Au sein des entreprises du bâtiment, la menace des pénuries plane toujours
Jeudi 21 avril, l’Institut National de la Statistique et des Études Économiques (INSEE) diffusait son enquête mensuelle sur la santé économique des entreprises du bâtiment. Réalisé entre ce 28 mars et ce 15 avril, le rapport retient en avril une légère progression du climat d’affaires, l’indice passant de 113 à 116 depuis ce début d’année.
Autre indicateur de bonne santé économique du secteur : « les entrepreneurs du bâtiment estiment que leurs carnets de commandes assurent 8,6 mois de travail, une durée aussi élevée que le mois précédent et qui demeure nettement au-dessus de sa moyenne de longue période (5,9 mois) », précise l’INSEE.
Il n’empêche que les chefs d'entreprise semblent de moins à moins nombreux à se montrer optimistes quant à leur activité. L’indicateur passe en effet de 2 en janvier à -2 en avril, bien qu’il se maintienne au-dessus de la moyenne (-21). L’imprévisibilité de l’évolution des affaires se confirme également, le solde d’entrepreneurs dans l’incertitude doublant presque, passant de 7 à 13 de janvier à avril.
Les difficultés d’approvisionnement pèsent davantage
Il faut dire que les tensions sur l'approvisionnement n’arrangent pas les affaires des entreprises du bâtiment. Si une accalmie côté industriels était envisagée en début d’année, le conflit russo-ukrainien est venu plomber la disponibilité des matières premières, en particulier du côté de l’acier.
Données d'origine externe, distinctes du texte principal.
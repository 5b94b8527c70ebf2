//! Seekstream Web - HTTP range streaming API
//!
//! Serves partially downloaded torrent files to browsers and players over
//! HTTP range requests, and opens streaming sessions on demand.

pub mod handlers;
pub mod server;

// Re-export main types
pub use server::{AppState, FinishedSession, SessionSlot, build_router, run_server};
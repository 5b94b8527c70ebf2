//! File Resolver: user selector to concrete file index

use std::fmt;
use std::str::FromStr;

use serde_json::Value;
use thiserror::Error;

use crate::torrent::TorrentFile;

/// How a user picks a file out of a torrent.
#[derive(Debug, Clone, PartialEq, Eq)]
pub enum FileSelector {
    /// Position in the file list. Signed so negative input can be reported
    /// as out of range rather than rejected during parsing.
    Index(i64),
    /// Substring of the file's path.
    Name(String),
}

impl FileSelector {
    /// Interprets a JSON value: numbers select by index, strings by name.
    ///
    /// # Errors
    /// - `SelectionError::InvalidSelector` - Any other JSON type, or a non-integer number
    pub fn from_json(value: &Value) -> Result<Self, SelectionError> {
        match value {
            Value::Number(n) => n
                .as_i64()
                .map(FileSelector::Index)
                .ok_or(SelectionError::InvalidSelector),
            Value::String(s) => Ok(FileSelector::Name(s.clone())),
            _ => Err(SelectionError::InvalidSelector),
        }
    }
}

impl FromStr for FileSelector {
    type Err = SelectionError;

    /// Integers select by index; anything else is a name fragment.
    fn from_str(s: &str) -> Result<Self, Self::Err> {
        if s.is_empty() {
            return Err(SelectionError::InvalidSelector);
        }
        Ok(s.parse::<i64>()
            .map(FileSelector::Index)
            .unwrap_or_else(|_| FileSelector::Name(s.to_string())))
    }
}

impl fmt::Display for FileSelector {
    fn fmt(&self, f: &mut fmt::Formatter<'_>) -> fmt::Result {
        match self {
            FileSelector::Index(i) => write!(f, "#{i}"),
            FileSelector::Name(name) => write!(f, "{name:?}"),
        }
    }
}

/// File resolution failures. Reported to the caller, never retried.
#[derive(Debug, Clone, PartialEq, Eq, Error)]
pub enum SelectionError {
    #[error("file index {index} is out of range ({file_count} files)")]
    OutOfRange { index: i64, file_count: usize },

    #[error("no file found matching {fragment:?}")]
    NotFound { fragment: String },

    #[error("file choice must be an integer index or a name fragment")]
    InvalidSelector,
}

/// Maps a selector to a file index.
///
/// Name fragments match the first file, in stored order, whose path contains
/// the fragment. Matching is case sensitive.
///
/// # Errors
/// - `SelectionError::OutOfRange` - Index outside `0..files.len()`
/// - `SelectionError::NotFound` - No path contains the fragment
pub fn resolve(files: &[TorrentFile], selector: &FileSelector) -> Result<usize, SelectionError> {
    match selector {
        FileSelector::Index(index) => usize::try_from(*index)
            .ok()
            .filter(|&i| i < files.len())
            .ok_or(SelectionError::OutOfRange {
                index: *index,
                file_count: files.len(),
            }),
        FileSelector::Name(fragment) => files
            .iter()
            .find(|f| f.path.contains(fragment.as_str()))
            .map(|f| f.index)
            .ok_or_else(|| SelectionError::NotFound {
                fragment: fragment.clone(),
            }),
    }
}
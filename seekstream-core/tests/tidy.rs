//! Workspace style checks
//!
//! Walks every crate's `src/` and fails on the structural problems that
//! review keeps catching by hand.

use std::fs;
use std::path::{Path, PathBuf};

/// Non-test lines allowed per module
const MAX_MODULE_LINES: usize = 700;

/// Anti-pattern module names; use domain-specific names instead
const BANNED_MODULE_NAMES: &[&str] = &[
    "utils", "util", "helpers", "helper", "common", "shared", "misc", "tools",
];

/// Modules allowed to panic outside `#[cfg(test)]`
const PANIC_EXEMPT_MODULES: &[&str] = &["fixtures"];

#[derive(Debug)]
struct Violation {
    file: PathBuf,
    line: usize,
    rule: &'static str,
    message: String,
}

fn workspace_root() -> PathBuf {
    Path::new(env!("CARGO_MANIFEST_DIR"))
        .parent()
        .map(Path::to_path_buf)
        .unwrap_or_else(|| PathBuf::from("."))
}

fn collect_sources(dir: &Path, found: &mut Vec<PathBuf>) {
    let Ok(entries) = fs::read_dir(dir) else {
        return;
    };
    for entry in entries.flatten() {
        let path = entry.path();
        if path.is_dir() {
            collect_sources(&path, found);
        } else if path.extension().is_some_and(|ext| ext == "rs") {
            found.push(path);
        }
    }
}

fn workspace_sources() -> Vec<PathBuf> {
    let mut found = Vec::new();
    let Ok(entries) = fs::read_dir(workspace_root()) else {
        return found;
    };
    for entry in entries.flatten() {
        let crate_dir = entry.path();
        let is_member = crate_dir
            .file_name()
            .and_then(|n| n.to_str())
            .is_some_and(|n| n.starts_with("seekstream-"));
        if is_member {
            collect_sources(&crate_dir.join("src"), &mut found);
        }
    }
    found.sort();
    found
}

/// Lines before the first `#[cfg(test)]`.
fn production_lines(content: &str) -> Vec<&str> {
    content
        .lines()
        .take_while(|line| line.trim() != "#[cfg(test)]")
        .collect()
}

fn check_file(path: &Path, violations: &mut Vec<Violation>) {
    let Ok(content) = fs::read_to_string(path) else {
        return;
    };
    let stem = path.file_stem().and_then(|s| s.to_str()).unwrap_or_default();
    let production = production_lines(&content);

    if BANNED_MODULE_NAMES.contains(&stem) {
        violations.push(Violation {
            file: path.to_path_buf(),
            line: 1,
            rule: "BANNED_MODULE_NAME",
            message: format!("module '{stem}' uses a banned name"),
        });
    }

    if production.len() > MAX_MODULE_LINES {
        violations.push(Violation {
            file: path.to_path_buf(),
            line: 1,
            rule: "MODULE_SIZE_LIMIT",
            message: format!("{} non-test lines, limit is {MAX_MODULE_LINES}", production.len()),
        });
    }

    if PANIC_EXEMPT_MODULES.contains(&stem) {
        return;
    }
    for (index, line) in production.iter().enumerate() {
        let code = line.split("//").next().unwrap_or_default();
        if code.contains(".unwrap()") || code.contains(".expect(") {
            violations.push(Violation {
                file: path.to_path_buf(),
                line: index + 1,
                rule: "PANIC_IN_PRODUCTION",
                message: "propagate the error instead of unwrapping".to_string(),
            });
        }
    }
}

#[test]
fn test_workspace_style_has_no_violations() {
    let sources = workspace_sources();
    assert!(!sources.is_empty(), "no sources found under {}", workspace_root().display());

    let mut violations = Vec::new();
    for path in &sources {
        check_file(path, &mut violations);
    }

    for v in &violations {
        println!("[{}] {}:{} - {}", v.rule, v.file.display(), v.line, v.message);
    }
    assert!(
        violations.is_empty(),
        "found {} style violations in {} files",
        violations.len(),
        sources.len()
    );
}

#[test]
fn test_production_lines_stop_at_test_module() {
    let content = "fn a() {}\n\n#[cfg(test)]\nmod tests {\n    fn b() { x.unwrap(); }\n}\n";
    assert_eq!(production_lines(content), vec!["fn a() {}", ""]);
}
L’impact se mesure en partie dans l’enquête de l’INSEE en avril, où la stabilité des taux d’utilisation des capacités de production atteint 92,6 %. Soit plus que la moyenne de longue période (88,8 %) mais légèrement moins que le taux constaté début 2022 (93 %), ce que l’INSEE interprète comme une évolution « quasi-stable ».
« Un peu plus de la moitié des entrepreneurs se disent dans cette situation, contre un tiers en moyenne de longue période. Plus précisément, un peu moins d'un quart des entrepreneurs se disent à la fois incapable d'accroitre leur production en cas de commandes supplémentaires et face à des difficultés faute de personnel, une part quasi stable et plus forte qu'en moyenne. La part des entrepreneurs ne pouvant accroître leur production et qui connaissent des difficultés d’approvisionnement est en hausse ce mois-ci. Elle atteint son plus haut niveau depuis que cette série existe (1990) », précise l'institut.
Pour preuve, les limites de production rencontrées pour difficultés d’approvisionnement concernent 39 % des entreprises, soit +9 points comparé à janvier 2022.
Pour vous tenir au courant sur les pénuries de matières premières dans le BTP, rendez-vous sur notre dossier dédié. |
Une hausse des prix inévitable…
Par conséquent, bien que sans cesse repoussée, la hausse des prix des matériaux est la solution envisagée par de plus en plus d'entreprises du bâtiment, afin de se maintenir à flot. Et ce malgré une situation de trésorerie demeurant au-dessus de la moyenne de -10, avec -5 en avril. Parallèlement, le solde de délai de paiement recule de 24 à 21 sur les quatre premiers mois de l’année, soit moins que la moyenne globale de 29.
Toutefois, sûrement pour garder des marges et anticiper d’éventuels investissements dans leurs capacités de production, le solde d’entrepreneurs annonçant une hausse de leurs prix dans les trois prochains mois, monte de 44 à 58 entre janvier et avril.
« Le solde d’opinion correspondant est à son plus haut niveau depuis octobre 1981 », observe l’INSEE. L’institut a d’ailleurs anticipé cette évolution, en réduisant les délais de publication de ses index de la construction, servant de grille de prix aux acteurs du BTP.
De plus en plus de main d’œuvre disponible ?
Autre défi pour les entreprises du bâtiment : le recrutement. En témoignent les 43 % d’entrepreneurs qui font face à des difficultés de production en raison d'un manque de personnel.
Cependant, la part se stabilise sur les quatre premiers mois de 2022. Pareil pour les besoins en recrutement, concernant toujours 75 % des entreprises sondées par l’INSEE depuis le début de l’année.
Meilleure nouvelle encore : le solde d’opinion sur l’évolution passée des effectifs au cours des trois derniers mois emprunte une tendance haussière, voire rebondit. Elle oscille ainsi entre 4 en janvier et 7 en avril, surpassant ainsi légèrement la moyenne (-5). « Le solde sur l’évolution à venir des effectifs pour les trois prochains mois est stable, bien au-dessus de sa moyenne de longue période », conclut l’INSEE.